**Input data:**
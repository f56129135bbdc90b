use std::sync::{Arc, OnceLock};

use serenity::async_trait;
use serenity::builder::CreateMessage;
use serenity::model::channel::Message;
use serenity::model::gateway::Ready;
use serenity::model::id::UserId;
use serenity::prelude::{Context, EventHandler};
use tracing::{debug, info, warn};

use clawcord_agent::pipeline::{InboundMessage, MentionPipeline};
use clawcord_core::config::DiscordConfig;

use crate::commands;
use crate::reply::DiscordReply;

/// Serenity event handler wired to the mention pipeline.
pub struct DiscordHandler {
    pub pipeline: Arc<MentionPipeline>,
    pub config: DiscordConfig,
    pub bot_id: OnceLock<UserId>,
}

#[async_trait]
impl EventHandler for DiscordHandler {
    async fn ready(&self, _ctx: Context, ready: Ready) {
        self.bot_id.set(ready.user.id).ok();
        info!(name = %ready.user.name, id = %ready.user.id, "Discord bot connected");
    }

    async fn message(&self, ctx: Context, msg: Message) {
        let Some(bot_id) = self.bot_id.get().copied() else {
            debug!(message_id = %msg.id, "message received before ready, dropped");
            return;
        };

        let inbound = to_inbound(&msg);
        match route(&inbound, bot_id.get(), &self.config.prefix) {
            Route::Ignore => {}
            Route::Command(response) => {
                let reply = CreateMessage::new().content(response).reference_message(&msg);
                if let Err(e) = msg.channel_id.send_message(&ctx.http, reply).await {
                    warn!(error = %e, "Discord command reply failed");
                }
            }
            Route::Mention => {
                let pipeline = Arc::clone(&self.pipeline);
                let channel = DiscordReply::new(Arc::clone(&ctx.http), msg.channel_id, msg.id);

                // The gateway listener must not wait on the assistant.
                tokio::spawn(async move {
                    pipeline.handle(bot_id.get(), &inbound, &channel).await;
                });
            }
        }
    }
}

/// Where an inbound message goes.
#[derive(Debug, PartialEq, Eq)]
enum Route {
    Ignore,
    /// Prefix command with its response text.
    Command(String),
    /// Addressed to the bot; goes to the assistant.
    Mention,
}

/// Mentions always reach the pipeline, even when they also look like a
/// prefix command. Our own messages are never routed.
fn route(inbound: &InboundMessage, bot_id: u64, prefix: &str) -> Route {
    if inbound.author_id == bot_id {
        return Route::Ignore;
    }
    if inbound.mentions_user(bot_id) {
        return Route::Mention;
    }
    match commands::handle_prefix_command(&inbound.content, prefix) {
        Some(response) => Route::Command(response),
        None => Route::Ignore,
    }
}

/// Copy the fields the pipeline needs out of a serenity message.
fn to_inbound(msg: &Message) -> InboundMessage {
    InboundMessage {
        author_id: msg.author.id.get(),
        content: msg.content.clone(),
        mentions: msg.mentions.iter().map(|u| u.id.get()).collect(),
    }
}
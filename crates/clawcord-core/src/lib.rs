pub mod config;
pub mod error;

pub use config::ClawcordConfig;
pub use error::{ClawcordError, Result};
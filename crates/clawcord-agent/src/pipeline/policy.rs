use clawcord_core::config::{ClawcordConfig, MessagesConfig};

/// Which branch produced the outbound reply.
#[derive(Debug, Clone, Copy, PartialEq, Eq)]
pub enum ReplyKind {
    /// Mention carried no prompt; the assistant was not queried.
    EmptyPrompt,
    /// Answer exceeded the length limit and was withheld.
    TooLong,
    /// Assistant produced no displayable text.
    EmptyResponse,
    /// The flattened answer itself.
    Answer,
    /// Something failed; the generic error template was sent.
    Failed,
}

#[derive(Debug, Clone, PartialEq, Eq)]
pub struct Reply {
    pub kind: ReplyKind,
    pub text: String,
}

/// Chooses the outbound text for a handled mention.
#[derive(Debug, Clone)]
pub struct ReplyPolicy {
    templates: MessagesConfig,
    max_chars: usize,
}

impl ReplyPolicy {
    pub fn new(templates: MessagesConfig, max_chars: usize) -> Self {
        Self {
            templates,
            max_chars,
        }
    }

    pub fn from_config(config: &ClawcordConfig) -> Self {
        Self::new(config.messages.clone(), config.bot.max_response_chars)
    }

    pub fn max_chars(&self) -> usize {
        self.max_chars
    }

    pub fn empty_prompt(&self) -> Reply {
        Reply {
            kind: ReplyKind::EmptyPrompt,
            text: self.templates.empty_message.clone(),
        }
    }

    pub fn failure(&self) -> Reply {
        Reply {
            kind: ReplyKind::Failed,
            text: self.templates.general_error.clone(),
        }
    }

    /// Join fragments with newlines and pick the reply.
    ///
    /// Length is counted in chars. Oversized text is never sent.
    pub fn select(&self, fragments: &[String]) -> Reply {
        let joined = fragments.join("\n");
        let len = joined.chars().count();

        if len > self.max_chars {
            Reply {
                kind: ReplyKind::TooLong,
                text: self.templates.long_response_warning.clone(),
            }
        } else if len == 0 {
            Reply {
                kind: ReplyKind::EmptyResponse,
                text: self.templates.empty_response.clone(),
            }
        } else {
            Reply {
                kind: ReplyKind::Answer,
                text: joined,
            }
        }
    }
}
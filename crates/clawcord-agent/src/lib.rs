pub mod backend;
pub mod claude_cli;
pub mod error;
pub mod event;
pub mod flatten;
pub mod pipeline;

pub use backend::{AssistantBackend, EventStream, QueryOptions};
pub use claude_cli::ClaudeCliBackend;
pub use error::AgentError;
pub use event::{ContentBlock, ReceivedEvent, ResponseEvent};
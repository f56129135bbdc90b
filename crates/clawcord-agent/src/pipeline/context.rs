//! Platform seam used by the mention pipeline.
//!
//! Each chat adapter implements `ReplyChannel` for the message being handled;
//! the pipeline stays platform-agnostic.

use async_trait::async_trait;

use crate::error::AgentError;

/// Where the answer to one inbound message goes.
#[async_trait]
pub trait ReplyChannel: Send + Sync {
    /// Guard for the "working" indicator; dropping it ends the indicator.
    type Activity: Send;

    /// Show that the agent is working. Best-effort: failures are swallowed.
    fn start_activity(&self) -> Self::Activity;

    /// Send a reply referencing the inbound message.
    async fn reply(&self, text: &str) -> Result<(), AgentError>;
}
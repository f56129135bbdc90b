//! Message-to-response pipeline shared by chat adapters.
//!
//! An adapter converts a platform message into an `InboundMessage`, wraps the
//! reply target in a `ReplyChannel`, and calls `MentionPipeline::handle`.

pub mod boundary;
pub mod context;
pub mod mention;
pub mod policy;

pub use boundary::{Fault, PipelineFailure};
pub use context::ReplyChannel;
pub use mention::{extract_prompt, Disposition, InboundMessage, MentionPipeline};
pub use policy::{Reply, ReplyKind, ReplyPolicy};
//! Flatten streamed response events into display fragments.
//!
//! Text blocks become one fragment each. A tool call becomes two: a bold
//! label with the tool name and a fenced code block showing the invocation.

use serde_json::Value;

use crate::error::AgentError;
use crate::event::{ContentBlock, ResponseEvent};

/// Name of Claude Code's shell tool, rendered as a command line.
pub const BASH_TOOL: &str = "Bash";

/// Incremental flattener fed one event at a time while the stream is open.
#[derive(Debug, Default)]
pub struct Flattener {
    fragments: Vec<String>,
}

impl Flattener {
    pub fn new() -> Self {
        Self::default()
    }

    /// Append the fragments for one event. Non-assistant events are skipped.
    pub fn push(&mut self, event: &ResponseEvent) -> Result<(), AgentError> {
        let ResponseEvent::Assistant { message } = event else {
            return Ok(());
        };

        for block in &message.content {
            match block {
                ContentBlock::Text { text } => self.fragments.push(text.clone()),
                ContentBlock::ToolUse { name, input, .. } => {
                    let body = render_tool_input(name, input)?;
                    self.fragments.push(format!("**{name}**"));
                    self.fragments.push(format!("```\n{body}\n```"));
                }
                ContentBlock::Unknown => {}
            }
        }
        Ok(())
    }

    pub fn fragments(&self) -> &[String] {
        &self.fragments
    }

    pub fn into_fragments(self) -> Vec<String> {
        self.fragments
    }
}

/// Flatten a complete event sequence.
pub fn flatten<'a>(
    events: impl IntoIterator<Item = &'a ResponseEvent>,
) -> Result<Vec<String>, AgentError> {
    let mut flattener = Flattener::new();
    for event in events {
        flattener.push(event)?;
    }
    Ok(flattener.into_fragments())
}

/// Body of the code block shown for a tool call.
///
/// `Bash` renders as `$ <command> # <description>`; everything else as the
/// pretty-printed input object.
fn render_tool_input(name: &str, input: &Value) -> Result<String, AgentError> {
    if name == BASH_TOOL {
        let command = input
            .get("command")
            .and_then(Value::as_str)
            .ok_or_else(|| AgentError::MalformedToolInput {
                tool: name.to_string(),
                field: "command",
            })?;
        let description = input
            .get("description")
            .and_then(Value::as_str)
            .unwrap_or("");
        return Ok(format!("$ {command} # {description}"));
    }

    Ok(serde_json::to_string_pretty(input)?)
}
//! Response events streamed by Claude Code in `--output-format stream-json`.
//!
//! Every stdout line is one JSON object tagged by `type`. Only `assistant`
//! events are flattened into chat text; the rest are logged and skipped.
//! The decoded object is kept next to the typed event so logs show every
//! field the CLI sent, including ones this crate does not model.

use serde::{Deserialize, Serialize};
use serde_json::Value;

use crate::error::AgentError;

#[derive(Debug, Clone, PartialEq, Serialize, Deserialize)]
#[serde(tag = "type", rename_all = "snake_case")]
pub enum ResponseEvent {
    /// Session bootstrap (`subtype: "init"`) and other CLI notices.
    System {
        #[serde(default)]
        subtype: Option<String>,
        #[serde(default)]
        session_id: Option<String>,
    },

    /// A message produced by the model.
    Assistant { message: AssistantMessage },

    /// Tool results fed back to the model by the CLI.
    User {
        #[serde(default)]
        message: Value,
    },

    /// Final summary emitted once the query is finished.
    Result {
        #[serde(default)]
        subtype: Option<String>,
        #[serde(default)]
        is_error: bool,
        #[serde(default)]
        result: Option<String>,
        #[serde(default)]
        num_turns: Option<u32>,
        #[serde(default)]
        total_cost_usd: Option<f64>,
    },

    #[serde(other)]
    Unknown,
}

#[derive(Debug, Clone, PartialEq, Serialize, Deserialize)]
pub struct AssistantMessage {
    #[serde(default)]
    pub model: Option<String>,
    #[serde(default)]
    pub content: Vec<ContentBlock>,
}

#[derive(Debug, Clone, PartialEq, Serialize, Deserialize)]
#[serde(tag = "type", rename_all = "snake_case")]
pub enum ContentBlock {
    Text {
        text: String,
    },
    ToolUse {
        #[serde(default)]
        id: String,
        name: String,
        #[serde(default)]
        input: Value,
    },
    /// Thinking blocks, tool results and anything newer.
    #[serde(other)]
    Unknown,
}

impl ResponseEvent {
    /// Build an assistant event from content blocks.
    pub fn assistant(content: Vec<ContentBlock>) -> Self {
        ResponseEvent::Assistant {
            message: AssistantMessage {
                model: None,
                content,
            },
        }
    }

}

/// One event as received: the typed view plus the untouched JSON object.
#[derive(Debug, Clone, PartialEq)]
pub struct ReceivedEvent {
    pub event: ResponseEvent,
    pub raw: Value,
}

impl ReceivedEvent {
    /// The raw object as compact JSON, for logging.
    pub fn to_log_json(&self) -> String {
        self.raw.to_string()
    }
}

impl From<ResponseEvent> for ReceivedEvent {
    fn from(event: ResponseEvent) -> Self {
        let raw = serde_json::to_value(&event).unwrap_or(Value::Null);
        Self { event, raw }
    }
}

impl ContentBlock {
    pub fn text(text: impl Into<String>) -> Self {
        ContentBlock::Text { text: text.into() }
    }

    pub fn tool_use(name: impl Into<String>, input: Value) -> Self {
        ContentBlock::ToolUse {
            id: String::new(),
            name: name.into(),
            input,
        }
    }
}

/// Decode one stdout line. Blank lines yield `None`.
pub fn parse_event_line(line: &str) -> Result<Option<ReceivedEvent>, AgentError> {
    let line = line.trim();
    if line.is_empty() {
        return Ok(None);
    }
    let decode_error = |source| AgentError::Decode {
        source,
        line: truncate(line, 200).to_string(),
    };
    let raw: Value = serde_json::from_str(line).map_err(decode_error)?;
    let event = ResponseEvent::deserialize(&raw).map_err(decode_error)?;
    Ok(Some(ReceivedEvent { event, raw }))
}

/// Truncate a string for error messages, respecting char boundaries.
fn truncate(s: &str, max: usize) -> &str {
    match s.char_indices().nth(max) {
        Some((idx, _)) => &s[..idx],
        None => s,
    }
}
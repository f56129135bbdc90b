use std::collections::BTreeSet;
use std::pin::Pin;
use std::sync::Arc;

use futures_util::Stream;

use clawcord_core::config::{BotConfig, ClaudeCodeConfig};

use crate::error::AgentError;
use crate::event::ReceivedEvent;

/// Lazily produced, finite sequence of response events for one query.
///
/// An `Err` item does not necessarily end the stream; consumers drain it and
/// collect every error.
pub type EventStream = Pin<Box<dyn Stream<Item = Result<ReceivedEvent, AgentError>> + Send>>;

/// Options attached to every assistant query. Built once at startup and
/// shared read-only between all in-flight messages.
#[derive(Debug, Clone, Default, PartialEq, Eq)]
pub struct QueryOptions {
    pub system_prompt: String,
    /// Tools the assistant may use without asking. `*` allows everything.
    pub allowed_tools: BTreeSet<String>,
    pub max_turns: Option<u32>,
    /// Model override. `None` uses the CLI's default.
    pub model: Option<String>,
}

impl QueryOptions {
    pub fn from_config(bot: &BotConfig, claude_code: &ClaudeCodeConfig) -> Self {
        Self {
            system_prompt: bot.system_prompt.clone(),
            allowed_tools: bot.allowed_tools.iter().cloned().collect(),
            max_turns: bot.max_turns,
            model: claude_code.model.clone(),
        }
    }
}

/// An assistant that answers a prompt with a stream of response events.
pub trait AssistantBackend: Send + Sync {
    /// Backend name for logging.
    fn name(&self) -> &str;

    /// Start a query. Nothing runs until the returned stream is polled.
    fn query(&self, prompt: String, options: Arc<QueryOptions>) -> EventStream;
}
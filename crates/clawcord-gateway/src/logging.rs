//! Tracing subscriber setup. `RUST_LOG` wins over the configured level.

use tracing_subscriber::EnvFilter;

use clawcord_core::config::{LogFormat, LoggingConfig};

/// Install the global subscriber from the `logging` config section.
pub fn init(config: &LoggingConfig) {
    let filter = EnvFilter::try_from_default_env()
        .unwrap_or_else(|_| EnvFilter::new(config.filter_directive()));
    let builder = tracing_subscriber::fmt().with_env_filter(filter);

    match config.format {
        LogFormat::Full => builder.init(),
        LogFormat::Compact => builder.compact().init(),
        LogFormat::Pretty => builder.pretty().init(),
    }
}

/// Subscriber used before the config is available (e.g. to report that it
/// could not be loaded).
pub fn init_default() {
    init(&LoggingConfig::default());
}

**Exercise requirements:** Return only the lines from the beginning of the material up to and including the line with "if let Err(e)", exactly as written.

**Solution for this problem:**
repository f56129135bbdc90b
use std::sync::{Arc, OnceLock};

use serenity::async_trait;
use serenity::builder::CreateMessage;
use serenity::model::channel::Message;
use serenity::model::gateway::Ready;
use serenity::model::id::UserId;
use serenity::prelude::{Context, EventHandler};
use tracing::{debug, info, warn};

use clawcord_agent::pipeline::{InboundMessage, MentionPipeline};
use clawcord_core::config::DiscordConfig;

use crate::commands;
use crate::reply::DiscordReply;

/// Serenity event handler wired to the mention pipeline.
pub struct DiscordHandler {
    pub pipeline: Arc<MentionPipeline>,
    pub config: DiscordConfig,
    pub bot_id: OnceLock<UserId>,
}

#[async_trait]
impl EventHandler for DiscordHandler {
    async fn ready(&self, _ctx: Context, ready: Ready) {
        self.bot_id.set(ready.user.id).ok();
        info!(name = %ready.user.name, id = %ready.user.id, "Discord bot connected");
    }

    async fn message(&self, ctx: Context, msg: Message) {
        let Some(bot_id) = self.bot_id.get().copied() else {
            debug!(message_id = %msg.id, "message received before ready, dropped");
            return;
        };

        let inbound = to_inbound(&msg);
        match route(&inbound, bot_id.get(), &self.config.prefix) {
            Route::Ignore => {}
            Route::Command(response) => {
                let reply = CreateMessage::new().content(response).reference_message(&msg);
                if let Err(e) = msg.channel_id.send_message(&ctx.http, reply).await {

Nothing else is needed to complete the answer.